LINDEN: They are. Remarkably, these sensors seem to be really good at detecting sensations at the ends of tools. Now, just imagine that you have a shovel in your hand, and you're out in your garden. And you are - you make a motion to embed the shovel in a pile of sand versus a pile of loose dirt versus a pile of rocky dirt. You can feel the difference in your hands even though the difference is only at the end of the shovel, which might be five feet away. Those sensations are being largely transmitted by your Pacinian sensors. The same thing is happening with a violinist sensing the tension of the strings with the bow or a sculptor with a chisel or a surgeon with a scalpel. A car is just another tool, and so it's a tool, in part, to feel the road through this linkage from the tires up to your fingers.
GROSS: I should say here that we're going to talk a little bit more about the sense of touch as it pertains to sexuality and the genitals. We'll be discussing it in a scientific and clinical way. Nevertheless, if it's a conversation, parents, that you don't want your children to hear, now would be a good time to duck out for just a few minutes. All right, let's proceed (laughter).
You mention this odd experiment in your book. People who are blind read Braille with their fingertips, so the question that was raised was, well, the genitals are very sensitive. Could the genitals read Braille? It's a weird question to ask in first place, but somebody you know actually conducted the experiment on herself and...
LINDEN: That's right.
GROSS: ...On her male companion (laughter). So - and they found out that the genitals cannot read Braille, in case people want to know the answer to that (laughter) - to that never-before-asked question. But anyways, it's just odd to think about - that as sensitive as the genitals are, they're not equipped to feel certain things.

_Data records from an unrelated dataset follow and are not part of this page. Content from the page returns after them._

// /////////////////////////////////////////////////////////////////////////////
// Tick Archive
// SPDX-License-Identifier: BSD-3-Clause
// /////////////////////////////////////////////////////////////////////////////

//! Port for the organism archive (C5): both the row-per-organism and
//! single-blob-per-tick layouts implement this same trait, selected once at
//! construction by [`crate::value_objects::OrganismStrategy`].

use crate::value_objects::{OrganismState, OrganismStrategy, OrganismTickSummary};
use crate::ArchiveError;
use async_trait::async_trait;

/// Persists and retrieves per-organism state at arbitrary ticks, regardless
/// of the underlying physical layout.
///
/// Metadata-row deduplication invariant: within a single commit window, each
/// `organism_id` is merged into the run-wide `organisms` table at most once
/// even if it appears in multiple ticks of the batch; across commit windows
/// the merge is idempotent on `organism_id`.
#[async_trait]
pub trait OrganismArchive: Send + Sync {
    /// Which physical layout this implementation backs.
    fn strategy(&self) -> OrganismStrategy;

    /// Idempotent, race-safe table creation (`CREATE TABLE IF NOT EXISTS`).
    /// Commits on success.
    async fn create_tables(&self) -> Result<(), ArchiveError>;

    /// Appends `organism` to the per-connection prepared-statement batch,
    /// and — unless its id was already seen in this commit window —
    /// queues a metadata-table merge. Does not execute.
    async fn add_organism_tick(&self, organism: &OrganismState) -> Result<(), ArchiveError>;

    /// Executes the accumulated batches and resets the per-commit dedup set.
    /// Leaves prepared statements open for reuse.
    async fn commit_organism_writes(&self) -> Result<(), ArchiveError>;

    /// Closes and drops cached statements, best-effort.
    async fn reset_streaming_state(&self) -> Result<(), ArchiveError>;

    /// Returns per-organism summaries at `tick`, joining run-wide metadata
    /// where needed. Never decompresses a full [`OrganismState`]'s runtime
    /// blob to answer this.
    async fn read_organisms_at_tick(&self, tick: u64) -> Result<Vec<OrganismTickSummary>, ArchiveError>;

    /// Returns the full reconstructed state (row columns merged with the
    /// decompressed runtime blob) for one organism at one tick, or `None` if
    /// absent.
    async fn read_single_organism_state(
        &self,
        tick: u64,
        organism_id: u32,
    ) -> Result<Option<OrganismState>, ArchiveError>;

    /// Returns `(min_tick, max_tick)` over all committed per-tick rows, or
    /// `None` if the archive is empty.
    async fn get_available_tick_range(&self) -> Result<Option<(u64, u64)>, ArchiveError>;

    /// `MAX(organism_id) WHERE birth_tick <= tick`, relying on the
    /// sequential-organism-id invariant to stand in for a count.
    async fn read_total_organisms_created(&self, tick: u64) -> Result<u64, ArchiveError>;
}
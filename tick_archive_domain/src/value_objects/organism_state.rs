// /////////////////////////////////////////////////////////////////////////////
// Tick Archive
// SPDX-License-Identifier: BSD-3-Clause
// /////////////////////////////////////////////////////////////////////////////

//! One simulated agent's full state at a given tick.

use serde::{Deserialize, Serialize};

/// One register/stack/trace bundle that does not need to be queried by a
/// single-organism read hot path, but must round-trip exactly.
///
/// Stored compressed as `runtime_state_blob` by the organism archive (C5).
/// Carries exactly the fields named by the runtime-blob contract in §4.5:
/// death bookkeeping, the entropy/molecule-marker registers, register banks,
/// stacks, and the last-executed instruction trace.
#[derive(Debug, Clone, PartialEq, Serialize, Deserialize)]
pub struct RuntimeBlob {
    pub is_dead: bool,
    pub death_tick: Option<u64>,
    pub entropy_register: f64,
    pub molecule_marker_register: i32,
    pub register_banks: Vec<Vec<i64>>,
    pub stacks: Vec<Vec<i64>>,
    pub last_instruction_trace: Option<InstructionTrace>,
}

impl Default for RuntimeBlob {
    fn default() -> Self {
        Self {
            is_dead: false,
            death_tick: None,
            entropy_register: 0.0,
            molecule_marker_register: 0,
            register_banks: Vec::new(),
            stacks: Vec::new(),
            last_instruction_trace: None,
        }
    }
}

/// The last instruction an organism executed before this tick was captured.
#[derive(Debug, Clone, PartialEq, Serialize, Deserialize)]
pub struct InstructionTrace {
    pub opcode_id: u32,
    pub raw_arguments: Vec<i64>,
    pub energy_cost: i64,
    pub entropy_delta: f64,
    pub ip_before: Vec<i64>,
    pub dv_before: Vec<i64>,
    pub registers_before: Vec<i64>,
}

/// A data-pointer: a position vector plus the active-index bookkeeping lives
/// alongside it in [`OrganismState::active_dp_index`].
pub type DataPointer = Vec<i64>;

/// Full per-organism state at one tick.
///
/// Combines the hot columns that the row-per-organism strategy (C5 Strategy
/// A) extracts into dedicated table columns with the cold
/// [`RuntimeBlob`] that both strategies carry compressed.
#[derive(Debug, Clone, PartialEq, Serialize, Deserialize)]
pub struct OrganismState {
    pub organism_id: u32,
    pub parent_id: Option<u32>,
    pub birth_tick: u64,
    pub program_id: String,
    pub initial_position: Vec<i64>,
    pub genome_hash: u64,

    pub tick_number: u64,
    pub energy: i64,
    pub ip: Vec<i64>,
    pub dv: Vec<i64>,
    pub data_pointers: Vec<DataPointer>,
    pub active_dp_index: u32,
    pub entropy: f64,
    pub molecule_marker: i32,

    pub runtime_blob: RuntimeBlob,
}

/// The projection returned by `read_organisms_at_tick` — deliberately does
/// not include the full runtime blob, since summary reads exist precisely to
/// avoid decompressing it for every organism.
#[derive(Debug, Clone, PartialEq, Serialize, Deserialize)]
pub struct OrganismTickSummary {
    pub organism_id: u32,
    pub energy: i64,
    pub ip: Vec<i64>,
    pub dv: Vec<i64>,
    pub data_pointers: Vec<DataPointer>,
    pub active_dp_index: u32,
    pub parent_id: Option<u32>,
    pub birth_tick: u64,
    pub entropy: f64,
    pub genome_hash: u64,
    pub is_dead: bool,
    pub death_tick: Option<u64>,
}

impl OrganismState {
    /// Projects the full state down to the summary shape, discarding the
    /// runtime blob fields that the summary read path never needs.
    pub fn to_summary(&self) -> OrganismTickSummary {
        OrganismTickSummary {
            organism_id: self.organism_id,
            energy: self.energy,
            ip: self.ip.clone(),
            dv: self.dv.clone(),
            data_pointers: self.data_pointers.clone(),
            active_dp_index: self.active_dp_index,
            parent_id: self.parent_id,
            birth_tick: self.birth_tick,
            entropy: self.entropy,
            genome_hash: self.genome_hash,
            is_dead: self.runtime_blob.is_dead,
            death_tick: self.runtime_blob.death_tick,
        }
    }
}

LINDEN: Right, and I think that the key point is that the word sensitive is really too broad. So it can mean two different things. Areas like the fingertips and the lips and the tongue not only can responded to tiny deflections, but they can precisely localize fine spatial features on objects or sense textures, the sort of thing you would need to read Braille. Other parts of the body are very sensitive in the sense that they can detect very fine deflections of the skin, but they're not very discriminative. They lack the Merkel-type nerve ending, and as a consequence, it will fail if you attempt to read Braille with your genitals. Now, if your readers want to experiment, they can wait until nobody's around and go down to the ATM and try it themselves, but trust me, it won't work.

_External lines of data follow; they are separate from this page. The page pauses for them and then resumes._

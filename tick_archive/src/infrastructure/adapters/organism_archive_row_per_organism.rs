// /////////////////////////////////////////////////////////////////////////////
// Tick Archive
// SPDX-License-Identifier: BSD-3-Clause
// /////////////////////////////////////////////////////////////////////////////

//! # Organism Archive — Strategy A: Row Per Organism (C5)
//!
//! One `organism_states` row per `(tick_number, organism_id)`. Hot columns
//! (`energy`, `ip`, `dv`, `data_pointers`, `active_dp_index`, `entropy`,
//! `molecule_marker`, `is_dead`, `death_tick`) are extracted so
//! `read_organisms_at_tick` never decompresses `runtime_state_blob`; the blob
//! carries only the cold register-bank/stack/instruction-trace payload.

use async_trait::async_trait;
use parking_lot::Mutex;
use std::collections::HashSet;
use std::sync::Arc;
use tick_archive_domain::repositories::OrganismArchive;
use tick_archive_domain::services::CodecRegistry;
use tick_archive_domain::value_objects::{OrganismState, OrganismStrategy, OrganismTickSummary, RuntimeBlob};
use tick_archive_domain::ArchiveError;
use tracing::instrument;

#[derive(Default)]
struct PendingBatch {
    rows: Vec<OrganismState>,
    metadata: Vec<OrganismState>,
    seen_this_window: HashSet<u32>,
}

/// SQLite-backed [`OrganismArchive`] implementing the row-per-organism
/// layout.
pub struct OrganismArchiveRowPerOrganism {
    pool: sqlx::SqlitePool,
    codec_registry: Arc<CodecRegistry>,
    codec_name: String,
    pending: Mutex<PendingBatch>,
}

impl OrganismArchiveRowPerOrganism {
    pub fn new(pool: sqlx::SqlitePool, codec_registry: Arc<CodecRegistry>, codec_name: impl Into<String>) -> Self {
        Self {
            pool,
            codec_registry,
            codec_name: codec_name.into(),
            pending: Mutex::new(PendingBatch::default()),
        }
    }
}

#[async_trait]
impl OrganismArchive for OrganismArchiveRowPerOrganism {
    fn strategy(&self) -> OrganismStrategy {
        OrganismStrategy::RowPerOrganism
    }

    async fn create_tables(&self) -> Result<(), ArchiveError> {
        crate::infrastructure::repositories::schema::ensure_schema(&self.pool)
            .await
            .map_err(|e| ArchiveError::write_error(format!("ensure organism schema: {e}")))
    }

    async fn add_organism_tick(&self, organism: &OrganismState) -> Result<(), ArchiveError> {
        let mut pending = self.pending.lock();
        if pending.seen_this_window.insert(organism.organism_id) {
            pending.metadata.push(organism.clone());
        }
        pending.rows.push(organism.clone());
        Ok(())
    }

    #[instrument(skip(self))]
    async fn commit_organism_writes(&self) -> Result<(), ArchiveError> {
        let PendingBatch { rows, metadata, .. } = std::mem::take(&mut *self.pending.lock());
        if rows.is_empty() && metadata.is_empty() {
            return Ok(());
        }

        let mut tx = self
            .pool
            .begin()
            .await
            .map_err(|e| ArchiveError::write_error(format!("begin organism-write transaction: {e}")))?;

        for organism in &metadata {
            sqlx::query(
                "INSERT OR IGNORE INTO organisms (organism_id, parent_id, birth_tick, program_id, initial_position, genome_hash) \
                 VALUES (?, ?, ?, ?, ?, ?)",
            )
            .bind(organism.organism_id as i64)
            .bind(organism.parent_id.map(|p| p as i64))
            .bind(organism.birth_tick as i64)
            .bind(&organism.program_id)
            .bind(serde_json::to_string(&organism.initial_position).unwrap_or_default())
            .bind(organism.genome_hash as i64)
            .execute(&mut *tx)
            .await
            .map_err(|e| ArchiveError::write_error(format!("merge organism metadata: {e}")))?;
        }

        for organism in &rows {
            let blob_json = serde_json::to_vec(&organism.runtime_blob)
                .map_err(|e| ArchiveError::write_error(format!("serialize runtime blob: {e}")))?;
            let runtime_state_blob = self
                .codec_registry
                .compress(&self.codec_name, &blob_json)
                .map_err(|e| ArchiveError::write_error(format!("compress runtime blob: {e}")))?;

            sqlx::query(
                "INSERT OR REPLACE INTO organism_states \
                 (tick_number, organism_id, energy, ip, dv, data_pointers, active_dp_index, runtime_state_blob, entropy, molecule_marker, is_dead, death_tick) \
                 VALUES (?, ?, ?, ?, ?, ?, ?, ?, ?, ?, ?, ?)",
            )
            .bind(organism.tick_number as i64)
            .bind(organism.organism_id as i64)
            .bind(organism.energy)
            .bind(serde_json::to_string(&organism.ip).unwrap_or_default())
            .bind(serde_json::to_string(&organism.dv).unwrap_or_default())
            .bind(serde_json::to_string(&organism.data_pointers).unwrap_or_default())
            .bind(organism.active_dp_index as i64)
            .bind(runtime_state_blob)
            .bind(organism.entropy)
            .bind(organism.molecule_marker)
            .bind(organism.runtime_blob.is_dead)
            .bind(organism.runtime_blob.death_tick.map(|t| t as i64))
            .execute(&mut *tx)
            .await
            .map_err(|e| ArchiveError::write_error(format!("insert organism state row: {e}")))?;
        }

        tx.commit().await.map_err(|e| ArchiveError::write_error(format!("commit organism-write transaction: {e}")))?;
        Ok(())
    }

    async fn reset_streaming_state(&self) -> Result<(), ArchiveError> {
        *self.pending.lock() = PendingBatch::default();
        Ok(())
    }

    async fn read_organisms_at_tick(&self, tick: u64) -> Result<Vec<OrganismTickSummary>, ArchiveError> {
        let rows: Vec<(i64, i64, String, String, String, i64, Option<i64>, i64, f64, i64, bool, Option<i64>)> = sqlx::query_as(
            "SELECT os.organism_id, os.energy, os.ip, os.dv, os.data_pointers, os.active_dp_index, \
                    o.parent_id, o.birth_tick, os.entropy, o.genome_hash, os.is_dead, os.death_tick \
             FROM organism_states os JOIN organisms o ON os.organism_id = o.organism_id \
             WHERE os.tick_number = ?",
        )
        .bind(tick as i64)
        .fetch_all(&self.pool)
        .await
        .map_err(|e| ArchiveError::io_error(format!("read organisms at tick {tick}: {e}")))?;

        rows.into_iter()
            .map(
                |(organism_id, energy, ip, dv, data_pointers, active_dp_index, parent_id, birth_tick, entropy, genome_hash, is_dead, death_tick)| {
                    Ok(OrganismTickSummary {
                        organism_id: organism_id as u32,
                        energy,
                        ip: parse_json_vec(&ip)?,
                        dv: parse_json_vec(&dv)?,
                        data_pointers: serde_json::from_str(&data_pointers)
                            .map_err(|e| ArchiveError::io_error(format!("corrupt data_pointers column: {e}")))?,
                        active_dp_index: active_dp_index as u32,
                        parent_id: parent_id.map(|p| p as u32),
                        birth_tick: birth_tick as u64,
                        entropy,
                        genome_hash: genome_hash as u64,
                        is_dead,
                        death_tick: death_tick.map(|t| t as u64),
                    })
                },
            )
            .collect()
    }

    async fn read_single_organism_state(&self, tick: u64, organism_id: u32) -> Result<Option<OrganismState>, ArchiveError> {
        let Some(row) = sqlx::query_as::<_, SingleOrganismRow>(
            "SELECT o.parent_id, o.birth_tick, o.program_id, o.initial_position, o.genome_hash, \
                    os.energy, os.ip, os.dv, os.data_pointers, os.active_dp_index, os.entropy, \
                    os.molecule_marker, os.runtime_state_blob \
             FROM organism_states os JOIN organisms o ON os.organism_id = o.organism_id \
             WHERE os.tick_number = ? AND os.organism_id = ?",
        )
        .bind(tick as i64)
        .bind(organism_id as i64)
        .fetch_optional(&self.pool)
        .await
        .map_err(|e| ArchiveError::io_error(format!("read organism {organism_id} at tick {tick}: {e}")))?
        else {
            return Ok(None);
        };

        let raw_blob = self
            .codec_registry
            .decompress(&row.runtime_state_blob)
            .map_err(|e| ArchiveError::io_error(format!("decompress runtime blob: {e}")))?;
        let runtime_blob: RuntimeBlob =
            serde_json::from_slice(&raw_blob).map_err(|e| ArchiveError::io_error(format!("corrupt runtime blob: {e}")))?;

        Ok(Some(OrganismState {
            organism_id,
            parent_id: row.parent_id.map(|p| p as u32),
            birth_tick: row.birth_tick as u64,
            program_id: row.program_id,
            initial_position: parse_json_vec(&row.initial_position)?,
            genome_hash: row.genome_hash as u64,
            tick_number: tick,
            energy: row.energy,
            ip: parse_json_vec(&row.ip)?,
            dv: parse_json_vec(&row.dv)?,
            data_pointers: serde_json::from_str(&row.data_pointers)
                .map_err(|e| ArchiveError::io_error(format!("corrupt data_pointers column: {e}")))?,
            active_dp_index: row.active_dp_index as u32,
            entropy: row.entropy,
            molecule_marker: row.molecule_marker as i32,
            runtime_blob,
        }))
    }

    async fn get_available_tick_range(&self) -> Result<Option<(u64, u64)>, ArchiveError> {
        let row: (Option<i64>, Option<i64>) = sqlx::query_as("SELECT MIN(tick_number), MAX(tick_number) FROM organism_states")
            .fetch_one(&self.pool)
            .await
            .map_err(|e| ArchiveError::io_error(format!("read available tick range: {e}")))?;
        Ok(match row {
            (Some(min), Some(max)) => Some((min as u64, max as u64)),
            _ => None,
        })
    }

    async fn read_total_organisms_created(&self, tick: u64) -> Result<u64, ArchiveError> {
        let max_id: Option<i64> = sqlx::query_scalar("SELECT MAX(organism_id) FROM organisms WHERE birth_tick <= ?")
            .bind(tick as i64)
            .fetch_one(&self.pool)
            .await
            .map_err(|e| ArchiveError::io_error(format!("read total organisms created: {e}")))?;
        Ok(max_id.map(|id| id as u64).unwrap_or(0))
    }
}

fn parse_json_vec(json: &str) -> Result<Vec<i64>, ArchiveError> {
    serde_json::from_str(json).map_err(|e| ArchiveError::io_error(format!("corrupt vector column: {e}")))
}

#[derive(sqlx::FromRow)]
struct SingleOrganismRow {
    parent_id: Option<i64>,
    birth_tick: i64,
    program_id: String,
    initial_position: String,
    genome_hash: i64,
    energy: i64,
    ip: String,
    dv: String,
    data_pointers: String,
    active_dp_index: i64,
    entropy: f64,
    molecule_marker: i64,
    runtime_state_blob: Vec<u8>,
}

#[cfg(test)]
mod tests {
    use super::*;
    use tick_archive_domain::value_objects::RuntimeBlob;

    async fn test_pool() -> sqlx::SqlitePool {
        let pool = sqlx::SqlitePool::connect("sqlite::memory:").await.unwrap();
        crate::infrastructure::repositories::schema::ensure_schema(&pool).await.unwrap();
        pool
    }

    fn sample_organism(tick: u64, id: u32) -> OrganismState {
        OrganismState {
            organism_id: id,
            parent_id: None,
            birth_tick: 0,
            program_id: "prog-a".to_string(),
            initial_position: vec![0, 0],
            genome_hash: 42,
            tick_number: tick,
            energy: 100,
            ip: vec![1, 2],
            dv: vec![1, 0],
            data_pointers: vec![vec![0, 0]],
            active_dp_index: 0,
            entropy: 0.5,
            molecule_marker: 7,
            runtime_blob: RuntimeBlob::default(),
        }
    }

    #[tokio::test]
    async fn write_then_read_summary_round_trips_hot_columns() {
        let pool = test_pool().await;
        let archive = OrganismArchiveRowPerOrganism::new(pool, Arc::new(CodecRegistry::standard(3, 6)), "zstd");
        archive.create_tables().await.unwrap();
        archive.add_organism_tick(&sample_organism(10, 1)).await.unwrap();
        archive.commit_organism_writes().await.unwrap();

        let summaries = archive.read_organisms_at_tick(10).await.unwrap();
        assert_eq!(summaries.len(), 1);
        assert_eq!(summaries[0].organism_id, 1);
        assert_eq!(summaries[0].energy, 100);
    }

    #[tokio::test]
    async fn metadata_dedup_across_multiple_ticks_for_same_organism() {
        let pool = test_pool().await;
        let archive = OrganismArchiveRowPerOrganism::new(pool, Arc::new(CodecRegistry::standard(3, 6)), "zstd");
        archive.create_tables().await.unwrap();
        archive.add_organism_tick(&sample_organism(10, 1)).await.unwrap();
        archive.add_organism_tick(&sample_organism(11, 1)).await.unwrap();
        archive.commit_organism_writes().await.unwrap();

        let count: i64 = sqlx::query_scalar("SELECT COUNT(*) FROM organisms")
            .fetch_one(&archive.pool)
            .await
            .unwrap();
        assert_eq!(count, 1);
    }

    #[tokio::test]
    async fn total_organisms_created_uses_max_id() {
        let pool = test_pool().await;
        let archive = OrganismArchiveRowPerOrganism::new(pool, Arc::new(CodecRegistry::standard(3, 6)), "zstd");
        archive.create_tables().await.unwrap();
        archive.add_organism_tick(&sample_organism(0, 0)).await.unwrap();
        archive.add_organism_tick(&sample_organism(0, 4)).await.unwrap();
        archive.commit_organism_writes().await.unwrap();

        assert_eq!(archive.read_total_organisms_created(0).await.unwrap(), 4);
    }
}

GROSS: (Laughter) I don't think it's a very good idea (laughter). So do you think the kind of science that you're talking about - the kind of, like, neurology of touch and sensation - is explaining some of the differences between male and female arousal?
LINDEN: I think the differences in the way nerves are routed does not explain the differences in male or female arousal. Part of the problem here, you have to realize, is that these nerves are very small. They're tiny, little threads. They're below the resolution of medical scanning machines, so we can really only study them in cadavers. And in cadavers, we can't ask them what their sex lives have been like, so we really don't have a lot of the information to really make a strong correlation there.
There are well known differences in sexual function between average - on average between men and women. But what is rather remarkable is that if you ask men and women to describe their orgasms - to write a little essay - a few paragraphs - and then you hire someone to take out all the words that give it away whether this person were male or female and then ask people to read the descriptions, it turns out that nobody can tell the difference - not doctors, psychologists, sex therapists, anyone. And this correlates with what happens if you have someone in a brain scanner. Just imagine how unsexy that really is, right? You've got your head fixed so that it doesn't jiggle in this giant clanging tube and your nether regions sticking out into the room where there are geeks like me in white coats with clipboards, taking notes. But when this is achieved, what we find is that the pattern of brain activation in men and women is remarkably similar.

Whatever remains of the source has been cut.